* WHAT YOU HAVE TO DO
Your reply should consist of one number: how many lines below contain "Returns".

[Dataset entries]
"""
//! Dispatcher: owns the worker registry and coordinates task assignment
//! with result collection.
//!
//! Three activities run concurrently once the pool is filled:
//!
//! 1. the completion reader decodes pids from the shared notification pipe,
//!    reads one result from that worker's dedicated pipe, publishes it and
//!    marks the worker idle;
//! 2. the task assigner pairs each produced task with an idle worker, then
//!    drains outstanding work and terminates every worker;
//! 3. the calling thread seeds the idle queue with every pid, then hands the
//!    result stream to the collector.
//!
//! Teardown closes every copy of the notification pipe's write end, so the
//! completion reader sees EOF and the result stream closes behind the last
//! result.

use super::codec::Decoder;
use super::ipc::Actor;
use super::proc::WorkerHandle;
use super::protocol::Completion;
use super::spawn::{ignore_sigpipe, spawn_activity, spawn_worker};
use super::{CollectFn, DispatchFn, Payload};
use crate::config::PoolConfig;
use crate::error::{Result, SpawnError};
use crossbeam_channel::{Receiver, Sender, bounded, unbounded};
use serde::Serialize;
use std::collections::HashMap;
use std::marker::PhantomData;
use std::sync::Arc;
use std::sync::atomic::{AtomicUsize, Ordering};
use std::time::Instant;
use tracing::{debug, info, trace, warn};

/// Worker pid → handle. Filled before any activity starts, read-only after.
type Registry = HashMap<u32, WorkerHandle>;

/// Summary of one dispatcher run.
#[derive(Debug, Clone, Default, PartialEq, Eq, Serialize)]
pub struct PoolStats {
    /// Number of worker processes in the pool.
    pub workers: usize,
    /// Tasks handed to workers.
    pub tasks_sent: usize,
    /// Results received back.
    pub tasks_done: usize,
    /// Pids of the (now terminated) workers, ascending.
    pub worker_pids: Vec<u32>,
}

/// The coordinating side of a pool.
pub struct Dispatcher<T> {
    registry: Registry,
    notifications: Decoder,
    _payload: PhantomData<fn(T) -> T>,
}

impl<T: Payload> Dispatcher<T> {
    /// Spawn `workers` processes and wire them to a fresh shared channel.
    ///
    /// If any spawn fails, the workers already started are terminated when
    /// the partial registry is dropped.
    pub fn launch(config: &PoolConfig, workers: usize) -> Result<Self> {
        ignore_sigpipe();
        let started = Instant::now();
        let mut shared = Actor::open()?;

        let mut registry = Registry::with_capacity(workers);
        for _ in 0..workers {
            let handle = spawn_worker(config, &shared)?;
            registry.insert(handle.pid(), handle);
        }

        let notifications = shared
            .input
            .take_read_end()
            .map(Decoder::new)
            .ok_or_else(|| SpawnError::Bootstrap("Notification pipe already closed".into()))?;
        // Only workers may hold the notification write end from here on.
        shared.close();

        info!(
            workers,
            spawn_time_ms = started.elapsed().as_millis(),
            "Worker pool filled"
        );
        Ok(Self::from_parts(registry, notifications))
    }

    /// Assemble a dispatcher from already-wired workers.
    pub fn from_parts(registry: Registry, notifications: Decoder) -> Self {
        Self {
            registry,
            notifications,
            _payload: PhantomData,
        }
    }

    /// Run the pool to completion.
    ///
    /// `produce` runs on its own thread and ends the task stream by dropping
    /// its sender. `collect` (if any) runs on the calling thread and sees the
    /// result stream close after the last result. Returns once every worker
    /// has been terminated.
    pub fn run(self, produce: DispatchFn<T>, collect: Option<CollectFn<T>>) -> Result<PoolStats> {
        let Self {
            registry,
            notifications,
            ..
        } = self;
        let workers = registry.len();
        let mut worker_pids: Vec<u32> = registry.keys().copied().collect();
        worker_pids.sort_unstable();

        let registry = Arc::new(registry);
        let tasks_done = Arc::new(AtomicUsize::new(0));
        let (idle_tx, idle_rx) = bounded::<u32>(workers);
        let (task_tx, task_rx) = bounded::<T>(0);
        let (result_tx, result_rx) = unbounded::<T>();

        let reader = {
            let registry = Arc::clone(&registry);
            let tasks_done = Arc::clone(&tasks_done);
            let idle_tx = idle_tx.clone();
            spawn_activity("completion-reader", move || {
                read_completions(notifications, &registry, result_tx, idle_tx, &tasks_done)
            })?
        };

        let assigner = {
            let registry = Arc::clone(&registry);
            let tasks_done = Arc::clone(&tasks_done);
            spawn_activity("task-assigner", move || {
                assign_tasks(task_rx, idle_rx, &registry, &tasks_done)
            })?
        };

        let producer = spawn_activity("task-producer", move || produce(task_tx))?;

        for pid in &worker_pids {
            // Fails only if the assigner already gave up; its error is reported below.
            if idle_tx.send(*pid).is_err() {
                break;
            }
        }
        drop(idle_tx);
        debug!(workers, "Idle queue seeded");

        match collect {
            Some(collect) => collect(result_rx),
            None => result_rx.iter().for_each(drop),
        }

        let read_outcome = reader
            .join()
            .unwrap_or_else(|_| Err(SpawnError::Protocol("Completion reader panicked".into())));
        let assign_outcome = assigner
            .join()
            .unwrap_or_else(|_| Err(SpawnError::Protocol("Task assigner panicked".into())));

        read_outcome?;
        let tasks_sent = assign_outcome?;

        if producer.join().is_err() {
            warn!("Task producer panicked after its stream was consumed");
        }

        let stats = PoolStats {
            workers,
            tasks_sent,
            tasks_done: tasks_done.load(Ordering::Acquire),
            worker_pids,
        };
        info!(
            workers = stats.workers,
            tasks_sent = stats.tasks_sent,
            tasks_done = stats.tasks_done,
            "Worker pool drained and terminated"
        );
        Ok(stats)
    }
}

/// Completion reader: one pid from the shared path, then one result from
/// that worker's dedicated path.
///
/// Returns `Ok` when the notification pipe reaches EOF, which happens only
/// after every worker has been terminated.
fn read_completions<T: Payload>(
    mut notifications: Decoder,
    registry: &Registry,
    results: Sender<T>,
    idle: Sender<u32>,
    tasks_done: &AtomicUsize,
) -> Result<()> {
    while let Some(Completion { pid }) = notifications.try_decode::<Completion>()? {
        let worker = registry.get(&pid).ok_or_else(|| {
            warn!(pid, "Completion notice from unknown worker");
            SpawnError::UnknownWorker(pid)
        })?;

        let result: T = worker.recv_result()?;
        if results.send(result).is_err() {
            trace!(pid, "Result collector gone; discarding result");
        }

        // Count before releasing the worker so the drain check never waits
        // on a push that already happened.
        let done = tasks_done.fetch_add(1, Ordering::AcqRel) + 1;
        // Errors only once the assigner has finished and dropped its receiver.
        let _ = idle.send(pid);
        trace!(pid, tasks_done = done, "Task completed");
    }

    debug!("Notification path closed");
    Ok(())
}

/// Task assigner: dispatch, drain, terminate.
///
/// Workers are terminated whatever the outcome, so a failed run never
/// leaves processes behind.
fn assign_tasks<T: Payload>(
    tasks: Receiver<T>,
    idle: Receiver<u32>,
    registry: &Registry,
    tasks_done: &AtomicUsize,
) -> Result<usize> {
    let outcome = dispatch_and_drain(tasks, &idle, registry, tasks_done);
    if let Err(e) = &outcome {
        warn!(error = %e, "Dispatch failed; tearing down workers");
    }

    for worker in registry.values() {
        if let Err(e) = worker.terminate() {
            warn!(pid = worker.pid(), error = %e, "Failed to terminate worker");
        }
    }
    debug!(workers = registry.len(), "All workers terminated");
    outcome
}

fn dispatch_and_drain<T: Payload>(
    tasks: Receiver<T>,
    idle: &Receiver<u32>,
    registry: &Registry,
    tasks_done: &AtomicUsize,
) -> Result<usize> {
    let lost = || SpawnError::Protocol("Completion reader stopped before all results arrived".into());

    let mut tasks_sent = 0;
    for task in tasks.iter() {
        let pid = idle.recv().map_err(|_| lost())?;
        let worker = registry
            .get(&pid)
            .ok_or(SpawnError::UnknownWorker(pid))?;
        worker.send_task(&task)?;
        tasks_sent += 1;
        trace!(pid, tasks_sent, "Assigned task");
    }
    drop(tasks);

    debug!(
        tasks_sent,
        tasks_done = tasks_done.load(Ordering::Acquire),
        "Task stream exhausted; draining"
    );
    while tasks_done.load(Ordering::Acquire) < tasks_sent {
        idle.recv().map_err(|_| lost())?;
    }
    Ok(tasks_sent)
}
"""
"""
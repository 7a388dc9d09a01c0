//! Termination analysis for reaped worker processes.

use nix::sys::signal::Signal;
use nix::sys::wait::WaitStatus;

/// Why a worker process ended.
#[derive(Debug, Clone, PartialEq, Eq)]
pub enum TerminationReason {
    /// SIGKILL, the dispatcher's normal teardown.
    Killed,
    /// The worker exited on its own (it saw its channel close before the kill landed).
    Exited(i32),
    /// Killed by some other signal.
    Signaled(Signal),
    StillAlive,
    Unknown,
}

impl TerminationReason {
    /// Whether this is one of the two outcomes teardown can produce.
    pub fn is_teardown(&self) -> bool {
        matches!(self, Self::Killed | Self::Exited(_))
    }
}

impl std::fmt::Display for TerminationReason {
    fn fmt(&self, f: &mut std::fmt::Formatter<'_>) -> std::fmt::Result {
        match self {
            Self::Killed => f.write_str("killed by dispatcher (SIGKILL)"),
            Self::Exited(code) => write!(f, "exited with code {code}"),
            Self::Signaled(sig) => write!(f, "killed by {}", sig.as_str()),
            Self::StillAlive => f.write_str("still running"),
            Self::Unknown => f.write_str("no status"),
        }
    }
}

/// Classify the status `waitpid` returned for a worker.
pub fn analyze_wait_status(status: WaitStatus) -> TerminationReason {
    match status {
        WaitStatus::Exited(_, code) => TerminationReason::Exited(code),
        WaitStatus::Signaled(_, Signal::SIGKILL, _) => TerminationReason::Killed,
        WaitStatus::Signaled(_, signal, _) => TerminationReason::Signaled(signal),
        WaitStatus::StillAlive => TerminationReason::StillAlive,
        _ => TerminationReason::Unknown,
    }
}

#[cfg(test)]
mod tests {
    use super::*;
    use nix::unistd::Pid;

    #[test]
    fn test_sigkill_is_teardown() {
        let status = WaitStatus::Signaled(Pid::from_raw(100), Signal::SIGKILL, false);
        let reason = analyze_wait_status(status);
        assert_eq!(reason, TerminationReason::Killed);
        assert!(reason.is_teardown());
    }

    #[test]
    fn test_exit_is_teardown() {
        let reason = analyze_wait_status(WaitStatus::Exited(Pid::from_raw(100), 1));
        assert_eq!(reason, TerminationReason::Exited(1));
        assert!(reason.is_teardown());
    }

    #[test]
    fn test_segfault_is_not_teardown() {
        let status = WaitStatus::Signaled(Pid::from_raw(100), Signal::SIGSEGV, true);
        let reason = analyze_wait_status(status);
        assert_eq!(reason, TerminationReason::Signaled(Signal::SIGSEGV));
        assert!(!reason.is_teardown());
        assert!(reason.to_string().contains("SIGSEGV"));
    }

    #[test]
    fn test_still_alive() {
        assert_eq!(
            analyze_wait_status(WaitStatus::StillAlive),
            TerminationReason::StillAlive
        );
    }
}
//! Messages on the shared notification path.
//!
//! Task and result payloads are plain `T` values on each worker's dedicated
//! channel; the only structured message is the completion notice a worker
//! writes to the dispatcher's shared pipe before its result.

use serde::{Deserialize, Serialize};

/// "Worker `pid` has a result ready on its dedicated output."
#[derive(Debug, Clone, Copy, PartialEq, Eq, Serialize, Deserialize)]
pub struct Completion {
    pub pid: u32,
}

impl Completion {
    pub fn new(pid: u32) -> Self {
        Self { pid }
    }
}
"""
* TASK SOLUTION
2